Which technical skills are essential for a website strategist?
HTML
HTML is at the heart of the World Wide Web: it defines the structure of each and every web page and its content. Any serious website strategist should be able to look at the source code of a web page and understand it. Groundwork experience is necessary here. CSS and Java
Information architecture
Information architecture defines your website’s content and functionality. It also defines the relationship between the aforementioned two. Do not confuse it with site navigation or user interface. Finally, a sitemap visually represents the organisation of your website’s content.
The strategist understands the information architecture and makes recommendations to improve the user experience.
DNS
The Domain Name System changes domain names (such as www.somewebsite.com) into IP addresses (172.253.117.138, for example) that servers and computers use. Understanding domains and subdomains is important for your business decisions.
For example, you may decide to place your web shop in a subdomain. Or select an entirely new domain, based on rebranding that management decided to do. In that case, redirects of nearly every web page on your domain must point to the corresponding pages on the new domain.
Skipping this may result in a catastrophic loss of traffic. Also, people will google your old brand. They still did it for 2 years after I moved a web portal of mine to a new domain because I rebranded it!
CSS
CSS controls how a website will look. It is separate from HTML – which is a great thing – because companies often change the design of their website every 1.5-2 years. The website’s content stays unchanged, while you can modernise its appearance. And adapt to new devices! Know that it’s essential for responsive web design. As a website strategist, you should at least be acquainted with it, because it impacts user experience.
JavaScript
JavaScript first added interactivity to websites. Today, complex web applications are being built with it and there are many frameworks available.
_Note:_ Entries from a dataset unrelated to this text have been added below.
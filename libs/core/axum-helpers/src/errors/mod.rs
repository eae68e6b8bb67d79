pub mod codes;
pub mod handlers;
pub mod responses;

pub use codes::ErrorCode;

use axum::{
    Json,
    extract::rejection::JsonRejection,
    http::StatusCode,
    response::{IntoResponse, Response},
};
use serde::Serialize;
use serde_json::{Value, json};
use thiserror::Error;
use utoipa::ToSchema;
use validator::ValidationErrors;

/// Body of every error response.
///
/// `detail` is a message string, or a list of field errors when body
/// validation fails:
///
/// ```json
/// {"detail": "Product not found with filter: 0b8d..."}
/// {"detail": [{"loc": ["body", "quantity"], "msg": "...", "type": "value_error.range"}]}
/// ```
#[derive(Debug, Serialize, ToSchema)]
pub struct ErrorResponse {
    pub detail: Value,
}

impl ErrorResponse {
    pub fn new(detail: impl Into<String>) -> Self {
        Self {
            detail: Value::String(detail.into()),
        }
    }
}

/// Application error type that converts into an HTTP response.
///
/// Domain crates convert their own errors into this type; each variant logs
/// with its [`ErrorCode`] before the body is written.
#[derive(Debug, Error)]
#[non_exhaustive]
pub enum AppError {
    #[error("JSON extraction error: {0}")]
    JsonExtractorRejection(#[from] JsonRejection),

    #[error("Validation error: {0}")]
    ValidationError(#[from] ValidationErrors),

    #[error("Invalid UUID: {0}")]
    InvalidUuid(String),

    #[error("Not Found: {0}")]
    NotFound(String),

    #[error("Unprocessable Entity: {0}")]
    UnprocessableEntity(String),

    #[error("Database error: {0}")]
    Database(String),
}

impl IntoResponse for AppError {
    fn into_response(self) -> Response {
        let (status, detail) = match self {
            AppError::JsonExtractorRejection(e) => {
                tracing::warn!(
                    error_code = ErrorCode::JsonExtraction.code(),
                    "JSON extraction error: {}",
                    e
                );
                let status = match &e {
                    JsonRejection::JsonDataError(_)
                    | JsonRejection::JsonSyntaxError(_)
                    | JsonRejection::MissingJsonContentType(_) => StatusCode::UNPROCESSABLE_ENTITY,
                    _ => e.status(),
                };
                (status, json!(e.body_text()))
            }
            AppError::ValidationError(e) => {
                tracing::info!(
                    error_code = ErrorCode::ValidationError.code(),
                    "Validation error: {}",
                    e
                );
                (StatusCode::UNPROCESSABLE_ENTITY, validation_detail(&e))
            }
            AppError::InvalidUuid(raw) => {
                tracing::info!(
                    error_code = ErrorCode::InvalidUuid.code(),
                    "Invalid UUID: {}",
                    raw
                );
                (
                    StatusCode::UNPROCESSABLE_ENTITY,
                    json!(format!("Invalid UUID: {}", raw)),
                )
            }
            AppError::NotFound(msg) => {
                tracing::info!(error_code = ErrorCode::NotFound.code(), "Not found: {}", msg);
                (StatusCode::NOT_FOUND, json!(msg))
            }
            AppError::UnprocessableEntity(msg) => {
                tracing::info!(
                    error_code = ErrorCode::UnprocessableEntity.code(),
                    "Unprocessable entity: {}",
                    msg
                );
                (StatusCode::UNPROCESSABLE_ENTITY, json!(msg))
            }
            AppError::Database(msg) => {
                tracing::error!(
                    error_code = ErrorCode::DatabaseError.code(),
                    "Database error: {}",
                    msg
                );
                (
                    StatusCode::INTERNAL_SERVER_ERROR,
                    json!(ErrorCode::DatabaseError.default_message()),
                )
            }
        };

        (status, Json(ErrorResponse { detail })).into_response()
    }
}

/// Flatten field errors into `[{loc, msg, type}]`, ordered by field name
fn validation_detail(errors: &ValidationErrors) -> Value {
    let mut fields: Vec<_> = errors.field_errors().into_iter().collect();
    fields.sort_by(|(a, _), (b, _)| a.cmp(b));

    let items: Vec<Value> = fields
        .into_iter()
        .flat_map(|(field, errs)| {
            errs.iter().map(move |err| {
                let msg = err
                    .message
                    .as_ref()
                    .map(|m| m.to_string())
                    .unwrap_or_else(|| format!("invalid value ({})", err.code));
                json!({
                    "loc": ["body", field],
                    "msg": msg,
                    "type": format!("value_error.{}", err.code),
                })
            })
        })
        .collect();

    Value::Array(items)
}
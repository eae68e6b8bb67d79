//! Readiness endpoint

use axum::{Json, Router, extract::State, http::StatusCode, routing::get};
use axum_helpers::{HealthCheckFuture, run_health_checks};
use database::mongodb::check_health_detailed;
use serde_json::Value;

use crate::state::AppState;

/// Readiness: pings MongoDB
#[utoipa::path(
    get,
    path = "/ready",
    tag = "health",
    responses(
        (status = 200, description = "MongoDB reachable"),
        (status = 503, description = "MongoDB unreachable")
    )
)]
pub async fn ready(
    State(state): State<AppState>,
) -> Result<(StatusCode, Json<Value>), (StatusCode, Json<Value>)> {
    let client = state.mongo_client.clone();

    let checks: Vec<(&str, HealthCheckFuture)> = vec![(
        "mongodb",
        Box::pin(async move {
            let status = check_health_detailed(&client).await;
            if status.healthy {
                Ok(())
            } else {
                Err(status.message.unwrap_or_else(|| "ping failed".to_string()))
            }
        }),
    )];

    run_health_checks(checks).await
}

pub fn router(state: AppState) -> Router {
    Router::new().route("/ready", get(ready)).with_state(state)
}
This is why experts in different JavaScript libraries are sought after. You do not need to know how to program in it, but know the possibilities it offers.
Web browsers and responsive web design
Since the Web’s inception, many browsers have dominated the market, just to fall behind once new ones came. The arrival of the first smartphone has changed the way websites are accessed forever.
Understanding the way the same content of a website will be read and interacted with, in so many different ways, across a myriad of devices, is crucial. Never assume how this will happen. Experience it yourself. Your quality assurance expert comes into play here.
User experience
User experience will be the decisive factor in whether your website’s visitors will stay or tap the back button and go elsewhere. The experience springs from how well the user interface of a website has been designed. Things get more complex when a web application or shop is concerned.
You don’t necessarily need the hands-on experience of a UX/UI designer. But a great skill to possess is the ability to put yourself in your user’s shoes. Finally, it is the users themselves who will have the final world. Behaviour tracking tools will clearly show you that.
Knowing your way around a tool like Figma is a plus, so you can quickly create wireframes to discuss with your design team.
Understanding web development
Take an introductory course on a back-end programming language (like PHP or .NET, for example). Grasping the basics of how these technologies operate will take you a long way.
Your goal here is to be able to communicate with web developers. Without a great web developer, you won’t get too far. Understanding how the system works expands your knowledge on what is possible.
Conclusion
A website strategist is a high-level consultant, experienced in areas of business, marketing and technology. This person must also possess excellent communication skills, since the nature of their work overlaps with various other teams and stakeholders.
If you are a website strategist for a client, be aware that the vast majority of them do not understand many of the concepts and technologies with which you are working on a daily basis.